Determine how many lines of the entries include the word "weights", and report that number with no further text.

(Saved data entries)
•••••

//! In-memory job registry with time-based eviction of completed entries.
//!
//! The registry is the sole owner of [`Job`] records. The dispatch path
//! creates entries in `queued` state; the worker that dequeues a job is the
//! only writer of its `processing` and terminal states, so there is no
//! lost-update window. Completed entries are evicted once they outlive the
//! retention window; queued, processing, and error entries are never
//! auto-removed.

use std::collections::HashMap;
use std::time::Duration;

use chrono::Utc;
use serde::{Deserialize, Serialize};
use tokio::sync::RwLock;
use uuid::Uuid;

use crate::types::{GenerateRequest, Snippet, Timestamp};

// ---------------------------------------------------------------------------
// Constants
// ---------------------------------------------------------------------------

/// Default retention window for completed jobs: 1 hour.
pub const DEFAULT_JOB_RETENTION: Duration = Duration::from_secs(3600);

// ---------------------------------------------------------------------------
// Job
// ---------------------------------------------------------------------------

/// Lifecycle status of an asynchronous generation job.
#[derive(Debug, Clone, Copy, PartialEq, Eq, Serialize, Deserialize)]
#[serde(rename_all = "lowercase")]
pub enum JobStatus {
    Queued,
    Processing,
    Completed,
    Error,
}

impl JobStatus {
    /// Whether this status is terminal (no further transitions).
    pub fn is_terminal(self) -> bool {
        matches!(self, JobStatus::Completed | JobStatus::Error)
    }
}

/// One asynchronous unit of generation work.
#[derive(Debug, Clone, Serialize)]
pub struct Job {
    pub id: Uuid,
    pub command: String,
    pub model: String,
    pub config: String,
    pub status: JobStatus,
    /// Result payload, present once the job completes.
    pub result: Option<Snippet>,
    /// Error message, present once the job fails.
    pub error: Option<String>,
    pub created_at: Timestamp,
    pub completed_at: Option<Timestamp>,
}

// ---------------------------------------------------------------------------
// Registry
// ---------------------------------------------------------------------------

/// Thread-safe registry mapping job identifiers to their current state.
///
/// Designed to be held inside the service and shared across worker tasks;
/// the interior lock is held only for the duration of a single read or
/// write.
pub struct JobRegistry {
    jobs: RwLock<HashMap<Uuid, Job>>,
}

impl Default for JobRegistry {
    fn default() -> Self {
        Self::new()
    }
}

impl JobRegistry {
    pub fn new() -> Self {
        Self {
            jobs: RwLock::new(HashMap::new()),
        }
    }

    /// Create a job in `queued` state and return a copy of it.
    pub async fn create(&self, request: &GenerateRequest) -> Job {
        let job = Job {
            id: Uuid::new_v4(),
            command: request.command.clone(),
            model: request.model.clone(),
            config: request.config.clone(),
            status: JobStatus::Queued,
            result: None,
            error: None,
            created_at: Utc::now(),
            completed_at: None,
        };
        self.jobs.write().await.insert(job.id, job.clone());
        job
    }

    /// Current state of a job, or `None` if it was evicted or never existed.
    pub async fn get(&self, id: Uuid) -> Option<Job> {
        self.jobs.read().await.get(&id).cloned()
    }

    /// Number of registered jobs.
    pub async fn len(&self) -> usize {
        self.jobs.read().await.len()
    }

    pub async fn is_empty(&self) -> bool {
        self.jobs.read().await.is_empty()
    }

    /// Transition a job to `processing`. Worker-only.
    pub async fn mark_processing(&self, id: Uuid) {
        let mut jobs = self.jobs.write().await;
        match jobs.get_mut(&id) {
            Some(job) if !job.status.is_terminal() => job.status = JobStatus::Processing,
            Some(job) => {
                tracing::warn!(job_id = %id, status = ?job.status, "Refusing to reopen a terminal job");
            }
            None => tracing::warn!(job_id = %id, "Job missing from registry"),
        }
    }

    /// Record a successful result. Worker-only; the first terminal write
    /// wins and later ones are ignored.
    pub async fn complete(&self, id: Uuid, snippet: Snippet) {
        self.finish(id, JobStatus::Completed, Some(snippet), None).await;
    }

    /// Record a failure. Worker-only; the first terminal write wins.
    pub async fn fail(&self, id: Uuid, message: String) {
        self.finish(id, JobStatus::Error, None, Some(message)).await;
    }

    async fn finish(
        &self,
        id: Uuid,
        status: JobStatus,
        result: Option<Snippet>,
        error: Option<String>,
    ) {
        let mut jobs = self.jobs.write().await;
        match jobs.get_mut(&id) {
            Some(job) if !job.status.is_terminal() => {
                job.status = status;
                job.result = result;
                job.error = error;
                job.completed_at = Some(Utc::now());
            }
            Some(job) => {
                tracing::warn!(
                    job_id = %id,
                    status = ?job.status,
                    "Ignoring second terminal write for job"
                );
            }
            None => tracing::warn!(job_id = %id, "Job missing from registry"),
        }
    }

    /// Remove completed jobs older than `retention`. Returns the number of
    /// evicted entries. Only `completed` entries are eligible.
    pub async fn sweep(&self, retention: Duration) -> usize {
        self.sweep_at(Utc::now(), retention).await
    }

    async fn sweep_at(&self, now: Timestamp, retention: Duration) -> usize {
        let retention = chrono::Duration::from_std(retention).unwrap_or(chrono::Duration::MAX);
        let mut jobs = self.jobs.write().await;
        let before = jobs.len();
        jobs.retain(|_, job| {
            job.status != JobStatus::Completed
                || job
                    .completed_at
                    .map_or(true, |done| now - done <= retention)
        });
        before - jobs.len()
    }
}

// ---------------------------------------------------------------------------
// Tests
// ---------------------------------------------------------------------------
//! Fixed-size worker pool draining the shared job queue.
//!
//! Workers are long-lived tokio tasks sharing a single channel. Each worker
//! blocks on the queue, drives one job at a time through
//! [`SnippetService::process_job`], and loops. A distinguished sentinel
//! task tells exactly one worker to exit; shutdown pushes one sentinel per
//! worker and then joins each with a bounded wait.
//!
//! Ordering: tasks are FIFO within one worker, but two jobs enqueued in
//! sequence may complete out of order across workers.

use std::sync::Arc;
use std::time::Duration;

use tokio::sync::{mpsc, Mutex};
use tokio::task::JoinHandle;
use uuid::Uuid;

use crate::service::SnippetService;

/// Default number of workers.
pub const DEFAULT_WORKER_COUNT: usize = 3;

/// A unit of work on the shared queue.
#[derive(Debug)]
enum Task {
    /// Process the job with this registry id.
    Generate(Uuid),
    /// Instruct one worker to exit its loop. Only sent at shutdown.
    Shutdown,
}

/// Error returned when submitting to a queue whose workers have stopped.
#[derive(Debug, thiserror::Error)]
#[error("job queue is closed")]
pub struct QueueClosed;

/// Cloneable handle for pushing jobs onto the shared queue.
#[derive(Clone)]
pub struct JobQueue {
    sender: mpsc::UnboundedSender<Task>,
}

impl JobQueue {
    /// Enqueue a job for background processing. Non-blocking.
    pub fn submit(&self, job_id: Uuid) -> Result<(), QueueClosed> {
        self.sender
            .send(Task::Generate(job_id))
            .map_err(|_| QueueClosed)
    }
}

/// Fixed set of long-lived worker tasks consuming one shared queue.
pub struct WorkerPool {
    queue: JobQueue,
    workers: Vec<JoinHandle<()>>,
}

impl WorkerPool {
    /// Start `count` workers (minimum 1) processing jobs against `service`.
    pub fn start(service: Arc<SnippetService>, count: usize) -> Self {
        let (sender, receiver) = mpsc::unbounded_channel();
        let receiver = Arc::new(Mutex::new(receiver));

        let count = count.max(1);
        let workers = (0..count)
            .map(|worker_id| {
                let service = Arc::clone(&service);
                let receiver = Arc::clone(&receiver);
                tokio::spawn(worker_loop(worker_id, service, receiver))
            })
            .collect();

        tracing::info!(worker_count = count, "Worker pool started");

        Self {
            queue: JobQueue { sender },
            workers,
        }
    }

    /// Handle for enqueueing jobs. Stays valid after the pool struct is
    /// dropped, as long as workers are running.
    pub fn queue(&self) -> JobQueue {
        self.queue.clone()
    }

    /// Coordinated drain: one sentinel per worker, then join each worker
    /// with a bounded wait. Workers finish their current task first.
    pub async fn shutdown(self, timeout: Duration) {
        for _ in 0..self.workers.len() {
            if self.queue.sender.send(Task::Shutdown).is_err() {
                // Channel already closed; workers are gone.
                break;
            }
        }

        for handle in self.workers {
            if tokio::time::timeout(timeout, handle).await.is_err() {
                tracing::warn!("Worker did not stop within the shutdown timeout");
            }
        }

        tracing::info!("Worker pool stopped");
    }
}

/// One worker: block on the queue, process, repeat until sentinel.
async fn worker_loop(
    worker_id: usize,
    service: Arc<SnippetService>,
    receiver: Arc<Mutex<mpsc::UnboundedReceiver<Task>>>,
) {
    tracing::debug!(worker_id, "Worker started");

    loop {
        // Hold the receiver lock only while waiting for the next task, so
        // sibling workers can take over as soon as one is dequeued.
        let task = {
            let mut rx = receiver.lock().await;
            rx.recv().await
        };

        match task {
            Some(Task::Generate(job_id)) => {
                tracing::debug!(worker_id, %job_id, "Worker picked up job");
                service.process_job(job_id).await;
            }
            Some(Task::Shutdown) | None => break,
        }
    }

    tracing::debug!(worker_id, "Worker stopped");
}

// ---------------------------------------------------------------------------
// Tests
// ---------------------------------------------------------------------------
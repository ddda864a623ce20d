use axum::http::StatusCode;
use axum::response::{IntoResponse, Response};
use serde_json::json;
use snipforge_core::error::CoreError;

/// Application-level error type for HTTP handlers.
///
/// Wraps [`CoreError`] for domain errors and adds HTTP-specific variants.
/// Implements [`IntoResponse`] to produce consistent JSON error responses.
#[derive(Debug, thiserror::Error)]
pub enum AppError {
    /// A domain-level error from `snipforge_core`.
    #[error(transparent)]
    Core(#[from] CoreError),

    /// An internal error with a human-readable message.
    #[error("Internal error: {0}")]
    Internal(String),
}

/// Convenience type alias for handler return values.
pub type AppResult<T> = Result<T, AppError>;

impl IntoResponse for AppError {
    fn into_response(self) -> Response {
        let (status, code, message) = match &self {
            // --- CoreError variants ---
            AppError::Core(core) => match core {
                CoreError::NotFound { entity, id } => (
                    StatusCode::NOT_FOUND,
                    "NOT_FOUND",
                    format!("{entity} with id {id} not found"),
                ),
                CoreError::Validation(msg) => {
                    (StatusCode::BAD_REQUEST, "VALIDATION_ERROR", msg.clone())
                }
                CoreError::Generation(msg) => {
                    tracing::warn!(error = %msg, "Generation failed");
                    (StatusCode::BAD_GATEWAY, "GENERATION_FAILED", msg.clone())
                }
                CoreError::Internal(msg) => {
                    tracing::error!(error = %msg, "Internal core error");
                    (
                        StatusCode::INTERNAL_SERVER_ERROR,
                        "INTERNAL_ERROR",
                        "An internal error occurred".to_string(),
                    )
                }
            },

            // --- HTTP-specific errors ---
            AppError::Internal(msg) => {
                tracing::error!(error = %msg, "Internal error");
                (
                    StatusCode::INTERNAL_SERVER_ERROR,
                    "INTERNAL_ERROR",
                    "An internal error occurred".to_string(),
                )
            }
        };

        let body = json!({
            "error": message,
            "code": code,
        });

        (status, axum::Json(body)).into_response()
    }
}
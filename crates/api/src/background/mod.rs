//! Long-running background tasks spawned by the server entrypoint.

pub mod job_retention;
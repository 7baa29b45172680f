use rust_decimal::Decimal;
use thiserror::Error;

#[derive(Debug, Error, Clone, PartialEq, Eq)]
pub enum NetError {
    #[error("Net '{0}' has no pins")]
    NoPins(String),

    #[error("Net '{name}' has non-positive width {width}")]
    NonPositiveWidth { name: String, width: Decimal },
}

#[derive(Debug, Error, Clone, PartialEq, Eq)]
pub enum GapError {
    #[error("Net '{net}' is not assignable: stack height {height} + width {width} exceeds {limit}")]
    NotAssignable {
        net: String,
        height: Decimal,
        width: Decimal,
        limit: Decimal,
    },

    #[error("Coordinate {0} is not on the gap grid")]
    UnknownCoordinate(Decimal),
}
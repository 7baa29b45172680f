use crate::db::net::{Net, Pin};
use crate::db::netlist::NetList;
use crate::db::parser::nets;
use crate::util::config::GeneratorConfig;
use anyhow::{Result, anyhow};
use rand::distributions::{Distribution, WeightedIndex};
use rand::rngs::StdRng;
use rand::{Rng, SeedableRng};
use rust_decimal::Decimal;
use rust_decimal::prelude::FromPrimitive;
use std::path::Path;

/// Random two-pin nets on the unit interval, widths drawn from the scenario.
pub fn generate_netlist(config: &GeneratorConfig) -> Result<NetList> {
    let mut rng = StdRng::seed_from_u64(config.seed);
    let distribution = config.scenario.width_distribution();
    let weights = WeightedIndex::new(distribution.iter().map(|&(_, p)| p))
        .map_err(|e| anyhow!("Invalid width distribution: {}", e))?;

    log::info!(
        "Generating {} nets (scenario: {}, seed: {})",
        config.nets,
        config.scenario,
        config.seed
    );

    let mut netlist = NetList::with_capacity(config.nets);
    for i in 0..config.nets {
        let x0 = to_decimal(rng.gen_range(0.0..1.0))?;
        let x1 = to_decimal(rng.gen_range(0.0..1.0))?;
        let width = Decimal::from(distribution[weights.sample(&mut rng)].0);

        let net = Net::new(
            i.to_string(),
            vec![Pin::new(x0, Decimal::ZERO), Pin::new(x1, Decimal::ZERO)],
            width,
        )?;
        netlist.push(net);
    }
    Ok(netlist)
}

pub fn generate_random_nets(filename: impl AsRef<Path>, config: &GeneratorConfig) -> Result<()> {
    let netlist = generate_netlist(config)?;
    nets::write(&netlist, filename)
}

fn to_decimal(v: f64) -> Result<Decimal> {
    Decimal::from_f64(v).ok_or_else(|| anyhow!("Coordinate {} is not representable", v))
}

•••••

# Response
2